I realize this is not a popular topic around here :slight_smile:
Barre chord technique is one of these things that are not discussed much beyond beginner level, but I find them one of the hardest parts of guitar. Hard as they are, they are essential for acoustic rhythm playing, having all the chords covered for any given key, at will.
Even worse, you can’t really practice it much because practicing it is so injury prone.

Anyway, Worst of all is the A shape. I find it impossible to play it reliably.
Basically there are two approaches I know of:

  • Fingers 2/3/4 to make the A shape - I find this impossible to reliably shift to, and forget about executing this higher up the neck. Finger won’t fit
  • Pinky to make the A shape - This works, but the high E is usually muted. With effort I can get manipulate the pinky to skip it, but again, not reliably. Fine for electric guitar rock music. Not as much for acoustic.

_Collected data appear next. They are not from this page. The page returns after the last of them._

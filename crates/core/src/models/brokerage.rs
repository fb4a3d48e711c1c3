use serde::{Deserialize, Serialize};

/// An open brokerage position.
#[derive(Debug, Clone, PartialEq, Serialize, Deserialize)]
pub struct BrokeragePosition {
    pub symbol: String,
    pub qty: f64,
    pub market_value: f64,
    pub current_price: f64,
    pub change_today: f64,
    pub unrealized_pl: f64,
    pub unrealized_plpc: f64,
    pub asset_class: String,
}

/// Brokerage account summary.
#[derive(Debug, Clone, PartialEq, Serialize, Deserialize)]
pub struct BrokerageAccount {
    pub id: String,
    pub equity: f64,
    pub cash: f64,
    pub buying_power: f64,
    pub portfolio_value: f64,
}
// ═══════════════════════════════════════════════════════════════════
// Shared Test Helpers: mock RPC, scripted market providers, fixtures
// ═══════════════════════════════════════════════════════════════════
#![allow(dead_code)]

use async_trait::async_trait;
use serde_json::{json, Value};
use std::collections::{HashMap, VecDeque};
use std::sync::atomic::{AtomicUsize, Ordering};
use std::sync::{Arc, Mutex};

use whale_watch_core::errors::CoreError;
use whale_watch_core::models::market::{
    ChartDays, Coin, CoinSearchHit, GlobalMarketData, MarketChart, SimplePrices,
};
use whale_watch_core::models::settings::Settings;
use whale_watch_core::providers::alpaca::MockBrokerageProvider;
use whale_watch_core::providers::registry::MarketProviderRegistry;
use whale_watch_core::providers::traits::MarketDataProvider;
use whale_watch_core::solana::{SolanaRpc, TokenAccount};
use whale_watch_core::storage::MemoryStore;
use whale_watch_core::WhaleWatch;

pub const BLOCKHASH: [u8; 32] = [7u8; 32];

// ═══════════════════════════════════════════════════════════════════
// Solana RPC
// ═══════════════════════════════════════════════════════════════════

/// In-memory stand-in for a Solana JSON-RPC node.
#[derive(Default)]
pub struct MockRpc {
    pub balances: Mutex<HashMap<String, u64>>,
    pub tokens: Mutex<HashMap<String, Vec<TokenAccount>>>,
    pub sent: Mutex<Vec<Vec<u8>>>,
    pub fail: bool,
}

impl MockRpc {
    pub fn new() -> Self {
        Self::default()
    }

    pub fn failing() -> Self {
        Self {
            fail: true,
            ..Self::default()
        }
    }

    pub fn with_balance(self, address: &str, lamports: u64) -> Self {
        self.balances.lock().unwrap().insert(address.to_string(), lamports);
        self
    }

    pub fn with_tokens(self, owner: &str, accounts: Vec<TokenAccount>) -> Self {
        self.tokens.lock().unwrap().insert(owner.to_string(), accounts);
        self
    }

    fn check(&self) -> Result<(), CoreError> {
        if self.fail {
            Err(CoreError::Network("connection refused".into()))
        } else {
            Ok(())
        }
    }
}

#[async_trait]
impl SolanaRpc for MockRpc {
    async fn get_balance(&self, address: &str) -> Result<u64, CoreError> {
        self.check()?;
        Ok(self.balances.lock().unwrap().get(address).copied().unwrap_or(0))
    }

    async fn get_token_accounts(
        &self,
        owner: &str,
        _program_id: &str,
    ) -> Result<Vec<TokenAccount>, CoreError> {
        self.check()?;
        Ok(self.tokens.lock().unwrap().get(owner).cloned().unwrap_or_default())
    }

    async fn get_latest_blockhash(&self) -> Result<[u8; 32], CoreError> {
        self.check()?;
        Ok(BLOCKHASH)
    }

    async fn send_transaction(&self, wire: &[u8]) -> Result<String, CoreError> {
        self.check()?;
        self.sent.lock().unwrap().push(wire.to_vec());
        Ok(bs58::encode(&wire[1..65]).into_string())
    }
}

pub fn token_account(mint: &str, amount: u64, decimals: u8) -> TokenAccount {
    TokenAccount {
        mint: mint.to_string(),
        amount,
        decimals,
        ui_amount: amount as f64 / 10f64.powi(decimals as i32),
    }
}

// ═══════════════════════════════════════════════════════════════════
// Market providers
// ═══════════════════════════════════════════════════════════════════

/// Market provider that fails according to a script, then serves fixed
/// "live" data. `calls` counts every request it receives.
pub struct ScriptedMarket {
    name: String,
    script: Mutex<VecDeque<fn() -> CoreError>>,
    always: Option<fn() -> CoreError>,
    pub calls: Arc<AtomicUsize>,
    prices: HashMap<String, f64>,
    empty: bool,
}

impl ScriptedMarket {
    pub fn ok(name: &str) -> Self {
        Self {
            name: name.to_string(),
            script: Mutex::new(VecDeque::new()),
            always: None,
            calls: Arc::new(AtomicUsize::new(0)),
            prices: HashMap::new(),
            empty: false,
        }
    }

    pub fn failing(name: &str, err: fn() -> CoreError) -> Self {
        Self {
            always: Some(err),
            ..Self::ok(name)
        }
    }

    pub fn fail_then_ok(name: &str, errors: Vec<fn() -> CoreError>) -> Self {
        Self {
            script: Mutex::new(errors.into()),
            ..Self::ok(name)
        }
    }

    /// Succeeds but with empty payloads.
    pub fn empty(name: &str) -> Self {
        Self {
            empty: true,
            ..Self::ok(name)
        }
    }

    pub fn with_price(mut self, coin_id: &str, usd: f64) -> Self {
        self.prices.insert(coin_id.to_string(), usd);
        self
    }

    pub fn counter(&self) -> Arc<AtomicUsize> {
        Arc::clone(&self.calls)
    }

    fn next(&self) -> Result<(), CoreError> {
        self.calls.fetch_add(1, Ordering::SeqCst);
        if let Some(err) = self.always {
            return Err(err());
        }
        match self.script.lock().unwrap().pop_front() {
            Some(err) => Err(err()),
            None => Ok(()),
        }
    }
}

pub fn live_coin(id: &str) -> Coin {
    serde_json::from_value(json!({
        "id": id,
        "symbol": "live",
        "name": format!("Live {id}"),
        "current_price": 1.0,
        "market_cap_rank": 1
    }))
    .unwrap()
}

#[async_trait]
impl MarketDataProvider for ScriptedMarket {
    fn name(&self) -> &str {
        &self.name
    }

    async fn top_coins(&self, count: usize, _currency: &str) -> Result<Vec<Coin>, CoreError> {
        self.next()?;
        if self.empty {
            return Ok(vec![]);
        }
        Ok((0..count.min(2)).map(|i| live_coin(&format!("live-{i}"))).collect())
    }

    async fn market_chart(
        &self,
        _coin_id: &str,
        _days: ChartDays,
        _currency: &str,
    ) -> Result<MarketChart, CoreError> {
        self.next()?;
        if self.empty {
            return Ok(MarketChart::default());
        }
        Ok(MarketChart {
            prices: vec![[1.0, 10.0], [2.0, 11.0]],
            market_caps: vec![],
            total_volumes: vec![],
        })
    }

    async fn coin_details(&self, coin_id: &str) -> Result<Value, CoreError> {
        self.next()?;
        if self.empty {
            return Ok(json!({}));
        }
        Ok(json!({ "id": coin_id, "source": self.name }))
    }

    async fn search(&self, query: &str) -> Result<Vec<CoinSearchHit>, CoreError> {
        self.next()?;
        Ok(vec![CoinSearchHit {
            id: format!("{query}-live"),
            name: query.to_string(),
            symbol: query.to_string(),
            market_cap_rank: None,
            thumb: None,
            large: None,
        }])
    }

    async fn global(&self) -> Result<GlobalMarketData, CoreError> {
        self.next()?;
        Ok(GlobalMarketData {
            active_cryptocurrencies: Some(1),
            ..GlobalMarketData::default()
        })
    }

    async fn simple_prices(&self, ids: &[String], currency: &str) -> Result<SimplePrices, CoreError> {
        self.next()?;
        Ok(ids
            .iter()
            .filter_map(|id| {
                let price = self.prices.get(id)?;
                Some((id.clone(), HashMap::from([(currency.to_string(), *price)])))
            })
            .collect())
    }
}

pub fn rate_limited() -> CoreError {
    CoreError::RateLimited("test".into())
}

pub fn network_down() -> CoreError {
    CoreError::Network("connection refused".into())
}

pub fn server_error() -> CoreError {
    CoreError::Api {
        provider: "test".into(),
        message: "HTTP 500".into(),
    }
}

// ═══════════════════════════════════════════════════════════════════
// Fixtures
// ═══════════════════════════════════════════════════════════════════

/// Settings with retries that never actually sleep.
pub fn fast_settings() -> Settings {
    Settings {
        retry_delay_ms: 0,
        feed_interval_ms: 10,
        ..Settings::default()
    }
}

/// Registry whose every live source is down.
pub fn offline_registry() -> MarketProviderRegistry {
    let mut registry = MarketProviderRegistry::new();
    registry.register(Box::new(ScriptedMarket::failing("primary", network_down)));
    registry.register_fallback(Box::new(ScriptedMarket::failing("proxy", network_down)));
    registry
}

/// Facade over an in-memory store, the given RPC and registry, and the
/// mock brokerage.
pub fn app(rpc: MockRpc, registry: MarketProviderRegistry) -> WhaleWatch {
    WhaleWatch::from_parts(
        fast_settings(),
        Arc::new(MemoryStore::new()),
        Arc::new(rpc),
        registry,
        Arc::new(MockBrokerageProvider::new()),
    )
}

So what is the most common approach here ? Can someone actually play that shape reliably ? Happy for any advice. It’s starting to occur to me that maybe acoustic guitar is not meant to be played with barring, and maybe after so many years, I need to admit defeat and use a capo more :grin:

Practise, no point in looking for complicated answers to a simple problem. in addition to that ive never heard of anyone injuring themselves doing barrechords. if you want to do barrechords start doing barrechords, no way around it.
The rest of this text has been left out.